In my own contentious way, I find it especially interesting when people make strong appeals to a  scientific consensus in one area, but then dismiss it in other areas. For example, those who  believe that action should be taken to reduce greenhouse gas emissions sometimes accuse their opponents of denying "the science." But on occasion, it then turns out that those who wrap themselves in the mantle of "the science" when it comes to climate change turn out to oppose vaccinations or Roundup. The idea of whether to build the Keystone XL oil pipeline across Canada and into the United States went through multiple environmental reviews during the Obama administration, each one finding it would not have a negative effect. For those protesting the pipeline, like for those writing group letters to the European regulators about glyphosate, the "science" was only acceptable if it supported their prior beliefs.

One of my favorite examples about the "science" and popular beliefs involves the irradiation of food. For a quick overview, Tara McHugh describes "Realizing the Benefits of Food Irradiation" in the September 2019 issue of Food Technology Magazine. As she notes, the Food and Drug Administration recently approved irradiation for fresh fruits and vegetables, and it had already been approved for a range of other food products. McHugh writes:
The global food irradiation market was valued at $200 million in 2017 and was projected by Coherent Market Insights to grow at a 4.9% combined annual growth rate from 2018 to 2026. This projects the market size to rise to $284 million by 2026. This high growth rate was envisioned due to increased consumer acceptance since the U.S. Food and Drug Administration (FDA) approved phytosanitary treatment of fresh fruits and vegetables by irradiation. The food irradiation market in Asia is also growing very rapidly owing to approval of government agencies in India and other countries. Presently over 40 countries have approved applications to irradiate over 40 different foods. More than half a million tons of food is irradiated around the globe each year. About a third of the spices and seasonings used in the United States are irradiated.

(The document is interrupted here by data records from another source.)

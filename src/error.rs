// Copyright The Rusted Firmware-A Contributors.
//
// SPDX-License-Identifier: BSD-3-Clause

//! Errors returned by the BPMP, MCE and SiP layers.

use crate::smccc::SmcReturn;
use core::fmt::{self, Display, Formatter};

/// Bad address.
pub const EFAULT: i32 = 14;
/// Invalid argument.
pub const EINVAL: i32 = 22;
/// Operation not supported.
pub const ENOTSUP: i32 = 45;
/// Operation timed out.
pub const ETIMEDOUT: i32 = 60;

/// An error from one of the power coordination engines.
///
/// Each variant maps to a negative errno value, which is what gets reported to the caller of an
/// SMC.
#[derive(Copy, Clone, Debug, Eq, PartialEq)]
pub enum Error {
    /// The hardware did not respond within the bounded poll.
    TimedOut,
    /// The operation was attempted before the handshake completed, or the peer is known absent.
    NotReady,
    /// An id, enumerator or index was out of range. Nothing was sent to the hardware.
    InvalidArgument,
    /// The request is valid but can't be honoured in the current configuration.
    NotSupported,
    /// An address provided by the caller lies outside the memory it is allowed to name.
    BadAddress,
    /// The BPMP handled the request but answered with the given non-zero response code.
    Rejected(i32),
}

impl Error {
    /// Returns the negative errno value for the error.
    pub const fn errno(self) -> i32 {
        match self {
            Self::TimedOut => -ETIMEDOUT,
            Self::NotReady | Self::InvalidArgument => -EINVAL,
            Self::NotSupported => -ENOTSUP,
            Self::BadAddress => -EFAULT,
            Self::Rejected(code) => code,
        }
    }
}

impl Display for Error {
    fn fmt(&self, f: &mut Formatter) -> fmt::Result {
        match self {
            Self::TimedOut => write!(f, "timed out"),
            Self::NotReady => write!(f, "not ready"),
            Self::InvalidArgument => write!(f, "invalid argument"),
            Self::NotSupported => write!(f, "not supported"),
            Self::BadAddress => write!(f, "bad address"),
            Self::Rejected(code) => write!(f, "rejected with code {code}"),
        }
    }
}

impl From<Error> for SmcReturn {
    fn from(error: Error) -> Self {
        error.errno().into()
    }
}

It would be interesting to see a Venn diagram showing how many of those who believe in "the science" when it comes to climate change also believe in "the science" when it comes to the safety of Roundup, vaccinations, or irradiating food. Or perhaps there is a human cognitive bias which is more prone to believe "the science" when it warns of danger, but less likely to believe "the science" when it tells us that something we believe to be dangerous (or something that we oppose on other grounds) is actually safe.